“I feel guilty how little I’ve been affected by the restrictions.”
Anne Hall describes working from home during the COVID-19 pandemic
I’m working from home, though of course with a lot of changes – if it hadn’t been for the pandemic I’d still be mainly organizing speakers and writing workshops for adult library programs, but since the library’s been closed as a non-essential service, now I’m working on programs we can offer online. So still lots of emails and phone calls, but now I’m getting the hang of Zoom meetings, though without a videocam I show up as a black box on everyone’s else’s screen. But better than the poor woman who got stuck with an image of a potato, eh?
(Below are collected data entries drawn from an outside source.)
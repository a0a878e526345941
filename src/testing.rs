//! Тестовые заглушки: адаптер без сети, неработающая камера, журналируемый канал.

use crate::error::NegotiationError;
use crate::negotiation::Collaborators;
use crate::peer::adapter::{AdapterEvent, AdapterEvents, LocalTrack, PeerConnectionAdapter, RemoteTrack};
use crate::peer::connection::WebRtcAdapter;
use crate::peer::ice::StaticIceServers;
use crate::peer::media::{MediaSource, SyntheticCapture};
use crate::peer::types::{IceCandidate, IceServer, MediaKind, SessionDescription};
use crate::retry::RetryScheduler;
use crate::session::Role;
use crate::signaling::{EventKind, LocalRelay, SignalingChannel, Subscription};
use async_trait::async_trait;
use parking_lot::Mutex;
use serde_json::Value;
use std::sync::Arc;
use tokio::sync::mpsc;

/// Общий журнал действий адаптера и канала
pub(crate) type Journal = Arc<Mutex<Vec<String>>>;

pub(crate) fn host_candidate(n: u8) -> IceCandidate {
    IceCandidate::new(format!(
        "candidate:{n} 1 udp 2122260223 10.0.0.{n} 5000{n} typ host"
    ))
}

pub(crate) fn wire(candidates: &[IceCandidate]) -> Vec<String> {
    candidates.iter().map(|c| c.to_wire().unwrap()).collect()
}

#[derive(Debug, Default)]
pub(crate) struct MockState {
    pub closed: bool,
    pub configured_with: Option<Vec<IceServer>>,
    pub tracks: usize,
    pub local: Option<SessionDescription>,
    pub remote: Option<SessionDescription>,
    pub remote_commits: usize,
    pub applied: Vec<IceCandidate>,
    pub rejected: Vec<IceCandidate>,
}

/// Адаптер без транспорта. После commit_local выдаёт заданные кандидаты и
/// DiscoveryComplete; кандидаты со словом "bad" отклоняются.
pub(crate) struct MockAdapter {
    pub state: Mutex<MockState>,
    local_candidates: Vec<IceCandidate>,
    journal: Option<Journal>,
    events_tx: mpsc::UnboundedSender<AdapterEvent>,
    events_rx: Mutex<Option<AdapterEvents>>,
}

impl MockAdapter {
    pub(crate) fn new(local_candidates: Vec<IceCandidate>) -> Arc<Self> {
        Self::build(local_candidates, None)
    }

    pub(crate) fn with_journal(local_candidates: Vec<IceCandidate>, journal: Journal) -> Arc<Self> {
        Self::build(local_candidates, Some(journal))
    }

    fn build(local_candidates: Vec<IceCandidate>, journal: Option<Journal>) -> Arc<Self> {
        let (events_tx, events_rx) = mpsc::unbounded_channel();
        Arc::new(Self {
            state: Mutex::new(MockState::default()),
            local_candidates,
            journal,
            events_tx,
            events_rx: Mutex::new(Some(events_rx)),
        })
    }

    fn record(&self, entry: impl Into<String>) {
        if let Some(journal) = &self.journal {
            journal.lock().push(entry.into());
        }
    }

    fn ensure_open(&self) -> Result<(), NegotiationError> {
        if self.state.lock().closed {
            return Err(NegotiationError::AdapterClosed);
        }
        Ok(())
    }

    pub(crate) fn remote_commits(&self) -> usize {
        self.state.lock().remote_commits
    }

    pub(crate) fn applied(&self) -> usize {
        self.state.lock().applied.len()
    }

    pub(crate) fn is_closed(&self) -> bool {
        self.state.lock().closed
    }
}

#[async_trait]
impl PeerConnectionAdapter for MockAdapter {
    fn subscribe(&self) -> Result<AdapterEvents, NegotiationError> {
        self.ensure_open()?;
        self.events_rx
            .lock()
            .take()
            .ok_or_else(|| NegotiationError::Adapter("adapter events already claimed".into()))
    }

    async fn configure(&self, ice_servers: &[IceServer]) -> Result<(), NegotiationError> {
        self.ensure_open()?;
        self.state.lock().configured_with = Some(ice_servers.to_vec());
        Ok(())
    }

    async fn attach_local_track(&self, _track: LocalTrack) -> Result<(), NegotiationError> {
        self.ensure_open()?;
        self.state.lock().tracks += 1;
        Ok(())
    }

    async fn create_local_description(
        &self,
        role: Role,
    ) -> Result<SessionDescription, NegotiationError> {
        self.ensure_open()?;
        match role {
            Role::Host => Ok(SessionDescription::offer("v=0 mock-offer")),
            Role::Joiner => {
                if self.state.lock().remote.is_none() {
                    return Err(NegotiationError::Adapter(
                        "answer requires a committed remote offer".into(),
                    ));
                }
                Ok(SessionDescription::answer("v=0 mock-answer"))
            }
        }
    }

    async fn commit_local_description(
        &self,
        desc: &SessionDescription,
    ) -> Result<(), NegotiationError> {
        self.ensure_open()?;
        self.state.lock().local = Some(desc.clone());
        self.record("adapter:commit-local");
        for candidate in &self.local_candidates {
            let _ = self
                .events_tx
                .send(AdapterEvent::CandidateDiscovered(candidate.clone()));
        }
        let _ = self.events_tx.send(AdapterEvent::DiscoveryComplete);
        Ok(())
    }

    async fn commit_remote_description(
        &self,
        desc: &SessionDescription,
    ) -> Result<(), NegotiationError> {
        self.ensure_open()?;
        let mut state = self.state.lock();
        state.remote_commits += 1;
        match &state.remote {
            Some(existing) if existing == desc => return Ok(()),
            Some(_) => return Err(NegotiationError::AlreadyCommitted),
            None => {}
        }
        state.remote = Some(desc.clone());
        drop(state);
        self.record("adapter:commit-remote");

        let _ = self.events_tx.send(AdapterEvent::RemoteTrack(RemoteTrack {
            id: "remote-video".into(),
            stream_id: "remote".into(),
            kind: MediaKind::Video,
            track: None,
        }));
        Ok(())
    }

    async fn apply_candidate(&self, candidate: &IceCandidate) -> Result<(), NegotiationError> {
        self.ensure_open()?;
        let mut state = self.state.lock();
        if state.remote.is_none() {
            return Err(NegotiationError::Adapter(
                "candidate applied before remote description".into(),
            ));
        }
        if candidate.candidate.contains("bad") {
            state.rejected.push(candidate.clone());
            return Err(NegotiationError::CandidateApplication {
                candidate: candidate.candidate.clone(),
                reason: "malformed candidate".into(),
            });
        }
        state.applied.push(candidate.clone());
        Ok(())
    }

    async fn close(&self) -> Result<(), NegotiationError> {
        self.state.lock().closed = true;
        self.record("adapter:close");
        Ok(())
    }
}

/// Камера недоступна
pub(crate) struct FailingMedia;

#[async_trait]
impl MediaSource for FailingMedia {
    async fn acquire(&self) -> Result<Vec<LocalTrack>, NegotiationError> {
        Err(NegotiationError::MediaAccess("permission denied".into()))
    }
}

/// Канал, записывающий отправки в журнал
pub(crate) struct RecordingChannel<C> {
    inner: C,
    journal: Journal,
}

impl<C> RecordingChannel<C> {
    pub(crate) fn new(inner: C, journal: Journal) -> Self {
        Self { inner, journal }
    }
}

#[async_trait]
impl<C: SignalingChannel> SignalingChannel for RecordingChannel<C> {
    async fn connect(&self) -> Result<(), NegotiationError> {
        self.inner.connect().await
    }

    async fn send(&self, kind: EventKind, payload: Value) -> Result<(), NegotiationError> {
        let candidates = payload
            .get("candidates")
            .and_then(Value::as_array)
            .map_or(0, Vec::len);
        self.journal
            .lock()
            .push(format!("channel:send:{kind}:{candidates}"));
        self.inner.send(kind, payload).await
    }

    fn subscribe(&self, kind: EventKind) -> Result<Subscription, NegotiationError> {
        self.inner.subscribe(kind)
    }

    async fn disconnect(&self) -> Result<(), NegotiationError> {
        self.inner.disconnect().await
    }
}

/// Участник на LocalRelay с заглушкой адаптера
pub(crate) fn collaborators(
    relay: &LocalRelay,
    adapter: Arc<MockAdapter>,
    retry: RetryScheduler,
) -> Collaborators {
    Collaborators {
        adapter,
        channel: Arc::new(relay.channel()),
        rooms: Arc::new(relay.clone()),
        media: Arc::new(SyntheticCapture::new(true, true)),
        ice: Arc::new(StaticIceServers::defaults()),
        retry,
    }
}

/// Участник на LocalRelay с настоящим WebRtcAdapter. STUN недоступен,
/// поэтому собираются только host кандидаты.
pub(crate) fn webrtc_collaborators(relay: &LocalRelay) -> Collaborators {
    Collaborators {
        adapter: Arc::new(WebRtcAdapter::new(false).unwrap()),
        channel: Arc::new(relay.channel()),
        rooms: Arc::new(relay.clone()),
        media: Arc::new(SyntheticCapture::new(true, true)),
        ice: Arc::new(StaticIceServers::new(vec![IceServer::stun(&[
            "stun:127.0.0.1:9",
        ])])),
        retry: RetryScheduler::new(),
    }
}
I feel guilty how little I’ve been affected by the restrictions. I’m healthy and so far everyone I know is too. No kids stuck at home and nobody in long-term care, though I’m worried about my sister and her family in the States, and my niece in the US Navy (thankfully stationed on land and not on a ship), even though they’re all mainly doing okay so far. We’re all still staying in touch pretty much the same we’d been before COVID-19. I’d always had a month’s supply of food and sundries ahead, probably thanks to parents who grew up during the Depression and just took that for granted as something you did if you could, so it hasn’t been hard to stay stocked up.
Aside from work I’ve been working my way through a stack of library books and DVDs. This is what I’ve finished so far, and I still have a big pile to keep my going, though lately I’ve felt like re-reading a couple of favourite series, physical books that I already owned, but as it happens the library also has them in digital form: Patrick O’Brian’s Aubrey and Maturin naval stories and Stuart Kaminsky’s Porfiry Rostnikov Soviet-era police procedurals.
I do find it hard not to stay in touch with friends in person. It’s especially hard when their workplaces are closed and they’re not getting paid, and are worried about how they’re going to survive financially. Most everyone I know is worse off than I am. I find it hard to consume too much news, it can be overwhelming and distressing. It’s hard to strike a balance between staying informed and dwelling too much on what’s happening and how badly things are going.
I have to say the best thing I’m experiencing is pretty much what happens when I’m on vacation: not having to iron work clothes, getting to sleep in an extra hour or so every morning, less laundry, and letting housework slide. And catching up on reading. I’m so privileged.
To someone living ten years from now … I’ve always read a lot of science fiction, especially post-apocalyptic and dystopian stories. But the best writers have always known that to make those stories believable they have to reflect the fact that in a real disaster the vast majority of people don’t lock their neighbours out of the bunker, instead they look out for each other and help out wherever they can. I think when we look back on this, even though we’ll remember the Trumps, the people refusing to believe that there’s a crisis, and the ones spreading conspiracy theories, instead what we’ll remember most is how many more people reacted positively.